» **PROBLEM STATEMENT**: What appears from the first line of the records below through the line containing "in distance resolve" must be reproduced verbatim.

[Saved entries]

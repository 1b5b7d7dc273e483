use super::batch_totals;
use crate::embeddings::cosine_similarity;
use crate::traits::VectorStore;
use crate::{Chunk, ChunkFilter, ClearOutcome, ScoredChunk, StoreError};
use async_trait::async_trait;
use std::collections::BTreeSet;
use tokio::sync::RwLock;

#[derive(Debug, Clone)]
struct StoredChunk {
    chunk: Chunk,
    vector: Vec<f32>,
}

/// Process-local store. Insertion order is kept, so ties in distance resolve
/// the same way on every call.
#[derive(Debug)]
pub struct InMemoryVectorStore {
    collection: String,
    dimensions: usize,
    points: RwLock<Vec<StoredChunk>>,
}

impl InMemoryVectorStore {
    pub fn new(collection: impl Into<String>, dimensions: usize) -> Self {
        Self {
            collection: collection.into(),
            dimensions,
            points: RwLock::new(Vec::new()),
        }
    }
}

#[async_trait]
impl VectorStore for InMemoryVectorStore {
    fn collection_name(&self) -> &str {
        &self.collection
    }

    async fn add(&self, chunks: &[Chunk], embeddings: &[Vec<f32>]) -> Result<(), StoreError> {
        if chunks.len() != embeddings.len() {
            return Err(StoreError::Request(format!(
                "embedding count {} doesn't match chunk count {}",
                embeddings.len(),
                chunks.len()
            )));
        }
        if let Some(bad) = embeddings.iter().find(|vector| vector.len() != self.dimensions) {
            return Err(StoreError::Request(format!(
                "embedding dimension {} != {}",
                bad.len(),
                self.dimensions
            )));
        }

        let mut points = self.points.write().await;
        for (chunk, vector) in chunks.iter().zip(embeddings.iter()) {
            let existing = points.iter_mut().find(|point| {
                point.chunk.source_file == chunk.source_file && point.chunk.chunk_id == chunk.chunk_id
            });
            match existing {
                Some(point) => {
                    point.chunk = chunk.clone();
                    point.vector = vector.clone();
                }
                None => points.push(StoredChunk {
                    chunk: chunk.clone(),
                    vector: vector.clone(),
                }),
            }
        }

        let totals = batch_totals(chunks);
        points.retain(|point| {
            totals
                .get(point.chunk.source_file.as_str())
                .map_or(true, |total| point.chunk.chunk_id <= *total)
        });
        Ok(())
    }

    async fn similarity_search(
        &self,
        query_vector: &[f32],
        k: usize,
        filter: &ChunkFilter,
    ) -> Result<Vec<ScoredChunk>, StoreError> {
        if query_vector.len() != self.dimensions {
            return Err(StoreError::Request(format!(
                "query vector dim {} is not {}",
                query_vector.len(),
                self.dimensions
            )));
        }

        let points = self.points.read().await;
        let mut scored: Vec<ScoredChunk> = points
            .iter()
            .filter(|point| filter.matches(&point.chunk))
            .map(|point| ScoredChunk {
                chunk: point.chunk.clone(),
                distance: 1.0 - cosine_similarity(&point.vector, query_vector),
            })
            .collect();

        scored.sort_by(|left, right| left.distance.total_cmp(&right.distance));
        scored.truncate(k);
        Ok(scored)
    }

    async fn fetch(&self, filter: &ChunkFilter, limit: usize) -> Result<Vec<Chunk>, StoreError> {
        let points = self.points.read().await;
        Ok(points
            .iter()
            .filter(|point| filter.matches(&point.chunk))
            .take(limit)
            .map(|point| point.chunk.clone())
            .collect())
    }

    async fn count(&self) -> Result<usize, StoreError> {
        Ok(self.points.read().await.len())
    }

    async fn source_files(&self) -> Result<Vec<String>, StoreError> {
        let points = self.points.read().await;
        let files: BTreeSet<String> = points
            .iter()
            .map(|point| point.chunk.source_file.clone())
            .collect();
        Ok(files.into_iter().collect())
    }

    async fn clear(&self) -> Result<ClearOutcome, StoreError> {
        let mut points = self.points.write().await;
        if points.is_empty() {
            return Ok(ClearOutcome::AlreadyEmpty);
        }
        points.clear();
        Ok(ClearOutcome::Cleared)
    }
}

#[cfg(test)]
mod tests {
    use super::*;
    use crate::embeddings::{CharacterNgramEmbedder, Embedder};
    use crate::ChunkType;

    fn chunk(source_file: &str, chunk_id: u32, content: &str) -> Chunk {
        Chunk {
            content: content.to_string(),
            source_file: source_file.to_string(),
            chunk_id,
            total_chunks: 3,
            chunk_type: ChunkType::SizeBased,
        }
    }

    async fn seeded() -> Result<(InMemoryVectorStore, CharacterNgramEmbedder), StoreError> {
        let embedder = CharacterNgramEmbedder::default();
        let store = InMemoryVectorStore::new("contracts", embedder.dimensions());
        let chunks = vec![
            chunk("msa.pdf", 1, "Either party may terminate with ninety days notice."),
            chunk("msa.pdf", 2, "Invoices are payable within sixty days."),
            chunk("nda.pdf", 1, "Confidential information must not be disclosed."),
        ];
        let vectors: Vec<_> = chunks.iter().map(|c| embedder.embed(&c.content)).collect();
        store.add(&chunks, &vectors).await?;
        Ok((store, embedder))
    }

    #[tokio::test]
    async fn search_returns_ascending_distance() -> Result<(), Box<dyn std::error::Error>> {
        let (store, embedder) = seeded().await?;
        let hits = store
            .similarity_search(&embedder.embed("terminate notice"), 3, &ChunkFilter::default())
            .await?;

        assert_eq!(hits.len(), 3);
        assert_eq!(hits[0].chunk.chunk_id, 1);
        assert_eq!(hits[0].chunk.source_file, "msa.pdf");
        assert!(hits.windows(2).all(|pair| pair[0].distance <= pair[1].distance));
        Ok(())
    }

    #[tokio::test]
    async fn filter_and_stats_follow_source_file() -> Result<(), Box<dyn std::error::Error>> {
        let (store, embedder) = seeded().await?;
        let hits = store
            .similarity_search(&embedder.embed("payable"), 5, &ChunkFilter::for_file("nda.pdf"))
            .await?;
        assert_eq!(hits.len(), 1);

        assert_eq!(store.count().await?, 3);
        assert_eq!(store.source_files().await?, vec!["msa.pdf", "nda.pdf"]);
        assert_eq!(store.fetch(&ChunkFilter::for_file("msa.pdf"), 10).await?.len(), 2);
        assert_eq!(store.fetch(&ChunkFilter::default(), 1).await?.len(), 1);
        Ok(())
    }

    #[tokio::test]
    async fn re_adding_a_chunk_replaces_it() -> Result<(), Box<dyn std::error::Error>> {
        let (store, embedder) = seeded().await?;
        let replacement = chunk("msa.pdf", 2, "Invoices are payable within thirty days.");
        store
            .add(&[replacement.clone()], &[embedder.embed(&replacement.content)])
            .await?;

        assert_eq!(store.count().await?, 3);
        let stored = store.fetch(&ChunkFilter::for_file("msa.pdf"), 10).await?;
        assert!(stored.contains(&replacement));
        Ok(())
    }

    #[tokio::test]
    async fn shorter_re_ingest_drops_stale_chunks() -> Result<(), Box<dyn std::error::Error>> {
        let (store, embedder) = seeded().await?;
        let mut shorter = chunk("msa.pdf", 1, "Either party may terminate on notice.");
        shorter.total_chunks = 1;
        store
            .add(&[shorter.clone()], &[embedder.embed(&shorter.content)])
            .await?;

        let stored = store.fetch(&ChunkFilter::for_file("msa.pdf"), 10).await?;
        assert_eq!(stored, vec![shorter]);
        assert!(stored.iter().all(|chunk| chunk.total_chunks == 1));
        assert_eq!(store.fetch(&ChunkFilter::for_file("nda.pdf"), 10).await?.len(), 1);
        assert_eq!(store.count().await?, 2);
        Ok(())
    }

    #[tokio::test]
    async fn mismatched_batches_are_rejected_whole() -> Result<(), Box<dyn std::error::Error>> {
        let store = InMemoryVectorStore::new("contracts", 4);
        let result = store
            .add(&[chunk("a.pdf", 1, "text"), chunk("a.pdf", 2, "text")], &[vec![0.0; 4]])
            .await;
        assert!(result.is_err());
        assert_eq!(store.count().await?, 0);
        Ok(())
    }

    #[tokio::test]
    async fn clear_reports_whether_anything_was_removed() -> Result<(), Box<dyn std::error::Error>> {
        let (store, _) = seeded().await?;
        assert_eq!(store.clear().await?, ClearOutcome::Cleared);
        assert_eq!(store.clear().await?, ClearOutcome::AlreadyEmpty);
        assert_eq!(store.count().await?, 0);
        Ok(())
    }
}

» **ANSWER TO THE PROBLEM**:
repository 1b5b7d7dc273e483
use super::batch_totals;
use crate::embeddings::cosine_similarity;
use crate::traits::VectorStore;
use crate::{Chunk, ChunkFilter, ClearOutcome, ScoredChunk, StoreError};
use async_trait::async_trait;
use std::collections::BTreeSet;
use tokio::sync::RwLock;

#[derive(Debug, Clone)]
struct StoredChunk {
    chunk: Chunk,
    vector: Vec<f32>,
}

/// Process-local store. Insertion order is kept, so ties in distance resolve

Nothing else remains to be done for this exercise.